Over 18 Egyptian artifacts were discovered in a Scotland schoolyard over the span of three decades, most of which now belong to a collection in the National Museums Scotland. These artifacts have been formally declared as a "Treasure Trove" by the government of Scotland, the only set of Egyptian artifacts that have received the honor.
Detailed in a the museum's press release, the chain of events that started the discoveries can be traced back to a Scottish schoolboy in 1952. Reportedly, he was in the middle of digging for potatoes in his schoolyard as part of a punishment. To the boy's surprise, he found an archaic artifact among the spuds, a sizeable sculpture of a head made from red sandstone.

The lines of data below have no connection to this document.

//! Fit-and-center transformation.
//!
//! Scales a drawing uniformly so its bounding box fits a physical target
//! size, centers it on a canvas padded by a fixed margin, and writes a new
//! SVG document whose units are millimeters. The source drawing is never
//! modified: the output is rebuilt from the parsed primitives.

use crate::bbox::BoundingBox;
use crate::drawing::VectorDrawing;
use quick_xml::events::{BytesEnd, BytesStart, Event};
use quick_xml::Writer;
use sellokit_core::{Error, GeometryError, PhysicalSize, Result, SizeError};
use serde::{Deserialize, Serialize};

/// Margin added to the target size on each axis, in millimeters
pub const DEFAULT_CANVAS_MARGIN_MM: f64 = 20.0;

const SVG_NAMESPACE: &str = "http://www.w3.org/2000/svg";

/// Result of fitting a drawing to a target size
#[derive(Debug, Clone, PartialEq, Serialize, Deserialize)]
pub struct FittedDrawing {
    /// Complete output document
    pub markup: String,
    pub canvas_width_mm: f64,
    pub canvas_height_mm: f64,
    /// Uniform scale from drawing units to millimeters
    pub scale: f64,
    pub translate_x: f64,
    pub translate_y: f64,
    /// Bounding box of the source geometry, in drawing units
    pub source_bounds: BoundingBox,
}

impl FittedDrawing {
    /// Source bounds mapped through the group transform, in canvas millimeters
    pub fn placed_bounds(&self) -> BoundingBox {
        let b = &self.source_bounds;
        BoundingBox::new(
            b.min_x * self.scale + self.translate_x,
            b.min_y * self.scale + self.translate_y,
            b.width * self.scale,
            b.height * self.scale,
        )
    }

    /// Transform attribute applied to the primitive group
    pub fn transform_attribute(&self) -> String {
        format!(
            "translate({},{}) scale({})",
            self.translate_x, self.translate_y, self.scale
        )
    }
}

/// Fit-and-center transformer with a configurable canvas margin
#[derive(Debug, Clone, Copy, PartialEq)]
pub struct Fitter {
    pub margin_mm: f64,
}

impl Default for Fitter {
    fn default() -> Self {
        Self {
            margin_mm: DEFAULT_CANVAS_MARGIN_MM,
        }
    }
}

impl Fitter {
    pub fn new(margin_mm: f64) -> Self {
        Self { margin_mm }
    }

    /// Fit `drawing`, whose geometry spans `bbox`, to `target_cm`.
    ///
    /// Fails with [`GeometryError::EmptyGeometry`] for a zero-width or
    /// zero-height box and with [`SizeError::NonPositive`] for a target
    /// that is not strictly positive.
    pub fn fit(
        &self,
        drawing: &VectorDrawing,
        bbox: &BoundingBox,
        target_cm: PhysicalSize,
    ) -> Result<FittedDrawing> {
        if bbox.is_degenerate() {
            return Err(GeometryError::EmptyGeometry.into());
        }
        if !target_cm.is_positive() {
            return Err(SizeError::NonPositive {
                input: target_cm.to_string(),
            }
            .into());
        }

        let target_mm = target_cm.cm_to_mm();
        let scale = (target_mm.width / bbox.width).min(target_mm.height / bbox.height);
        if !(scale.is_finite() && scale > 0.0) {
            return Err(GeometryError::EmptyGeometry.into());
        }

        let canvas_width_mm = target_mm.width + self.margin_mm;
        let canvas_height_mm = target_mm.height + self.margin_mm;
        let translate_x = (canvas_width_mm - bbox.width * scale) / 2.0 - bbox.min_x * scale;
        let translate_y = (canvas_height_mm - bbox.height * scale) / 2.0 - bbox.min_y * scale;

        let mut fitted = FittedDrawing {
            markup: String::new(),
            canvas_width_mm,
            canvas_height_mm,
            scale,
            translate_x,
            translate_y,
            source_bounds: *bbox,
        };
        fitted.markup = write_document(drawing, &fitted)?;

        tracing::debug!(
            scale,
            canvas_width_mm,
            canvas_height_mm,
            translate_x,
            translate_y,
            "Fitted drawing to target size"
        );
        Ok(fitted)
    }

    /// Parse, measure and fit raw markup to a `"<w>x<h>"` size in centimeters.
    ///
    /// Unlike the scale option calculator, a malformed size string is a hard
    /// failure here: there is nothing to fit to without it.
    pub fn fit_markup(&self, markup: &str, size_cm: &str) -> Result<FittedDrawing> {
        let target = PhysicalSize::parse(size_cm)?;
        let drawing = VectorDrawing::parse(markup)?;
        let bbox = drawing.measure()?;
        self.fit(&drawing, &bbox, target)
    }
}

/// Fit with the default 20 mm margin
pub fn fit(
    drawing: &VectorDrawing,
    bbox: &BoundingBox,
    target_cm: PhysicalSize,
) -> Result<FittedDrawing> {
    Fitter::default().fit(drawing, bbox, target_cm)
}

/// Parse, measure and fit with the default 20 mm margin
pub fn fit_markup(markup: &str, size_cm: &str) -> Result<FittedDrawing> {
    Fitter::default().fit_markup(markup, size_cm)
}

fn write_document(drawing: &VectorDrawing, fitted: &FittedDrawing) -> Result<String> {
    let mut writer = Writer::new(Vec::new());

    let mut svg = BytesStart::new("svg");
    svg.push_attribute(("xmlns", SVG_NAMESPACE));
    for (name, value) in drawing.root_attributes() {
        if name != "xmlns" {
            svg.push_attribute((name.as_str(), value.as_str()));
        }
    }
    let width = format!("{}mm", fitted.canvas_width_mm);
    let height = format!("{}mm", fitted.canvas_height_mm);
    let view_box = format!("0 0 {} {}", fitted.canvas_width_mm, fitted.canvas_height_mm);
    svg.push_attribute(("width", width.as_str()));
    svg.push_attribute(("height", height.as_str()));
    svg.push_attribute(("viewBox", view_box.as_str()));
    svg.push_attribute(("preserveAspectRatio", "xMidYMid meet"));
    emit(&mut writer, Event::Start(svg))?;

    let transform = fitted.transform_attribute();
    let mut group = BytesStart::new("g");
    group.push_attribute(("transform", transform.as_str()));
    emit(&mut writer, Event::Start(group))?;

    for element in drawing.elements() {
        let mut tag = BytesStart::new(element.kind().tag());
        for (name, value) in &element.attributes {
            tag.push_attribute((name.as_str(), value.as_str()));
        }
        emit(&mut writer, Event::Empty(tag))?;
    }

    emit(&mut writer, Event::End(BytesEnd::new("g")))?;
    emit(&mut writer, Event::End(BytesEnd::new("svg")))?;

    String::from_utf8(writer.into_inner()).map_err(|e| {
        Error::from(GeometryError::Serialize {
            reason: e.to_string(),
        })
    })
}

fn emit(writer: &mut Writer<Vec<u8>>, event: Event<'_>) -> Result<()> {
    writer.write_event(event).map_err(|e| {
        Error::from(GeometryError::Serialize {
            reason: e.to_string(),
        })
    })
}

#[cfg(test)]
mod tests {
    use super::*;
    use crate::drawing::measure_markup;

    const RECT_PATH: &str = r#"<svg xmlns="http://www.w3.org/2000/svg"><path d="M0 0 L100 0 L100 50 L0 50 Z"/></svg>"#;

    #[test]
    fn test_rect_path_scenario() {
        let fitted = fit_markup(RECT_PATH, "10x5").unwrap();
        assert_eq!(fitted.scale, 1.0);
        assert_eq!(fitted.canvas_width_mm, 120.0);
        assert_eq!(fitted.canvas_height_mm, 70.0);
        assert_eq!(fitted.translate_x, 10.0);
        assert_eq!(fitted.translate_y, 10.0);
        assert!(fitted.markup.contains(r#"width="120mm""#));
        assert!(fitted.markup.contains(r#"height="70mm""#));
        assert!(fitted.markup.contains(r#"viewBox="0 0 120 70""#));
        assert!(fitted.markup.contains(r#"preserveAspectRatio="xMidYMid meet""#));
        assert!(fitted
            .markup
            .contains(r#"<g transform="translate(10,10) scale(1)">"#));
    }

    #[test]
    fn test_limiting_dimension_sets_scale() {
        // 200x50 drawing into 10x10 cm: width limits, scale 0.5.
        let svg = r#"<svg><rect x="0" y="0" width="200" height="50"/></svg>"#;
        let fitted = fit_markup(svg, "10x10").unwrap();
        assert_eq!(fitted.scale, 0.5);
        let placed = fitted.placed_bounds();
        assert_eq!(placed.width, 100.0);
        assert_eq!(placed.height, 25.0);
        // Centered on a 120x120 canvas.
        assert_eq!(placed.min_x, 10.0);
        assert_eq!(placed.min_y, 47.5);
    }

    #[test]
    fn test_element_transforms_are_discarded() {
        let svg = r#"<svg viewBox="0 0 5 5" width="5cm" version="1.1"><rect x="10" y="10" width="20" height="20" transform="scale(3)" stroke="black"/></svg>"#;
        let fitted = fit_markup(svg, "2x2").unwrap();
        assert!(!fitted.markup.contains("scale(3)"));
        assert!(fitted.markup.contains(r#"stroke="black""#));
        assert!(fitted.markup.contains(r#"version="1.1""#));
        assert!(!fitted.markup.contains("5cm"));
        assert!(!fitted.markup.contains("0 0 5 5"));
    }

    #[test]
    fn test_output_is_measurable_again() {
        let fitted = fit_markup(RECT_PATH, "10x5").unwrap();
        let bbox = measure_markup(&fitted.markup).unwrap();
        assert_eq!(bbox, BoundingBox::new(0.0, 0.0, 100.0, 50.0));
    }

    #[test]
    fn test_attribute_values_are_escaped() {
        let svg = r#"<svg><rect width="1" height="1" data-note="a &lt; b &amp; &quot;c&quot;"/></svg>"#;
        let fitted = fit_markup(svg, "1x1").unwrap();
        assert!(VectorDrawing::parse(&fitted.markup).is_ok());
    }

    #[test]
    fn test_degenerate_bbox_fails() {
        let drawing = VectorDrawing::parse("<svg></svg>").unwrap();
        let bbox = BoundingBox::new(0.0, 0.0, 0.0, 10.0);
        let err = fit(&drawing, &bbox, PhysicalSize::new(10.0, 5.0)).unwrap_err();
        assert!(err.is_empty_geometry());
    }

    #[test]
    fn test_empty_markup_fails() {
        let err = fit_markup("<svg></svg>", "10x5").unwrap_err();
        assert!(err.is_empty_geometry());
    }

    #[test]
    fn test_bad_size_is_hard_failure() {
        let err = fit_markup(RECT_PATH, "10 por 5").unwrap_err();
        assert!(matches!(
            err,
            Error::Size(SizeError::InvalidFormat { .. })
        ));
    }

    #[test]
    fn test_custom_margin() {
        let fitted = Fitter::new(6.0).fit_markup(RECT_PATH, "10x5").unwrap();
        assert_eq!(fitted.canvas_width_mm, 106.0);
        assert_eq!(fitted.canvas_height_mm, 56.0);
    }
}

Archaeologists now know that the object was actually an Egyptian artifact dated around the 12th dynasty of Egypt, also known as the "Apex of the Middle Kingdom." It was then handed to the National Museum and is currently displayed in its Ancient Egypt Rediscovered gallery.

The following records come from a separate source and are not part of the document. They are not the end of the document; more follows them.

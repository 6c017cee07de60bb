use proptest::prelude::*;
use sellokit_core::PhysicalSize;
use sellokit_geometry::{compute_options, measure_markup};

#[test]
fn test_options_from_measured_drawing() {
    let svg = r#"<svg><rect x="5" y="5" width="80" height="20"/></svg>"#;
    let measured = measure_markup(svg).unwrap().size();
    let options = compute_options(measured, Some("8x4")).unwrap();

    assert_eq!(options.normal.to_string(), "8x2.0");
    assert_eq!(options.inverted.to_string(), "16.0x4");
    assert_eq!(options.original.to_string(), "80.00x20.00");
}

#[test]
fn test_options_serialize_for_the_order_form() {
    let options = compute_options(PhysicalSize::new(80.0, 20.0), Some("8x4")).unwrap();
    let json = serde_json::to_value(&options).unwrap();
    assert_eq!(json["normal"]["label"], "8x2.0");
    assert_eq!(json["inverted"]["size"]["width"], 16.0);
}

proptest! {
    #[test]
    fn prop_options_preserve_source_ratio(
        mw in 1.0f64..1000.0,
        mh in 1.0f64..1000.0,
        rw in 1u32..100,
        rh in 1u32..100,
    ) {
        let measured = PhysicalSize::new(mw, mh);
        let ratio = mw / mh;
        let requested = format!("{rw}x{rh}");
        let options = compute_options(measured, Some(&requested)).unwrap();

        // Pinned axis is exact, the floating one is off by at most the rounding.
        prop_assert_eq!(options.normal.size.width, rw as f64);
        prop_assert!((options.normal.size.height - rw as f64 / ratio).abs() <= 0.05 + 1e-9);
        prop_assert_eq!(options.inverted.size.height, rh as f64);
        prop_assert!((options.inverted.size.width - rh as f64 * ratio).abs() <= 0.05 + 1e-9);
        prop_assert_eq!(options.original.size, measured);
    }
}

This odd discovery was thought to be a one-time event at the time, but what followed proved that notion to be untrue.
A Series of Discoveries in the Same Melville House in Fife
In 1966, another stunning discovery was made by a student at the Dalhousie Castle Private School located in the Melville House in Fife, Scotland. The pupil chanced upon a sacred bronze figurine of Apis, the Egyptian bull God of fertility, as he landed on it during a vaulting session in his sports class. Most incredible of all is the fact that his teacher was the same man who discovered the red sandstone artifact a decade ago named McNie. The museum identified the object and dated it to the Ptolemaic period, but McNie took off with it in hand. Since then, the artifact was never recovered.
As if two times were not astonishing enough, another finding would be made two decades later in 1984, when a boy goofing around with a metal detector in the same area unearthed another bronze figurine. This third discovery finally prompted the museum officials to do a deeper investigation on the area.
The third artifact that was found was reported to Elizabeth Goring, curator at the Scotland Museum, who then dated the object to the 25th Egyptian dynasty. The curator was the one who organized a formal search mission around Melville House, upon hearing about the two prior findings. Then and there, the team made a marvelous discovery of over 15 Egyptian antiquities which include a plaque engraved with the Eye of Hours along with a figurine of the Egyptian deity Iris mothering his son Horus.
"Uncovering ancient Egyptian objects in Fife is clearly unexpected, and the subsequent research to establish the origins of the collection has provided a fascinating tale, albeit one with further mysteries which may never be solved," shared Goring.
Read Also : Scientists Discover Massive Cache of Over 100,000 Ancient Coins at a Construction Site in Japan
How did the Egyptian Artifacts Get There in the First Place?
The owner of the artifacts is yet to be identified, but speculations point toward one of the Melville House's former occupants, Lord Alexander Balgonie. According to the historians, he once visited Egypt in 1856 when he was 24, at a time when it was commonplace to sell Egyptian antiquities to tourists
After a year following that visit, Balgonie would succumb to tuberculosis, which could explain why the artifacts were neglected for so long. Another theory suggests that the burial of the objects happened due to a superstitious fear surrounding the curse of the pharaohs.
Nevertheless, for Margaret Maitland, principal curator at National Museums Scotland, these artifacts that are found in Scotland's soil are "evidence of the scale of 19th-Century antiquities collecting and its complex history."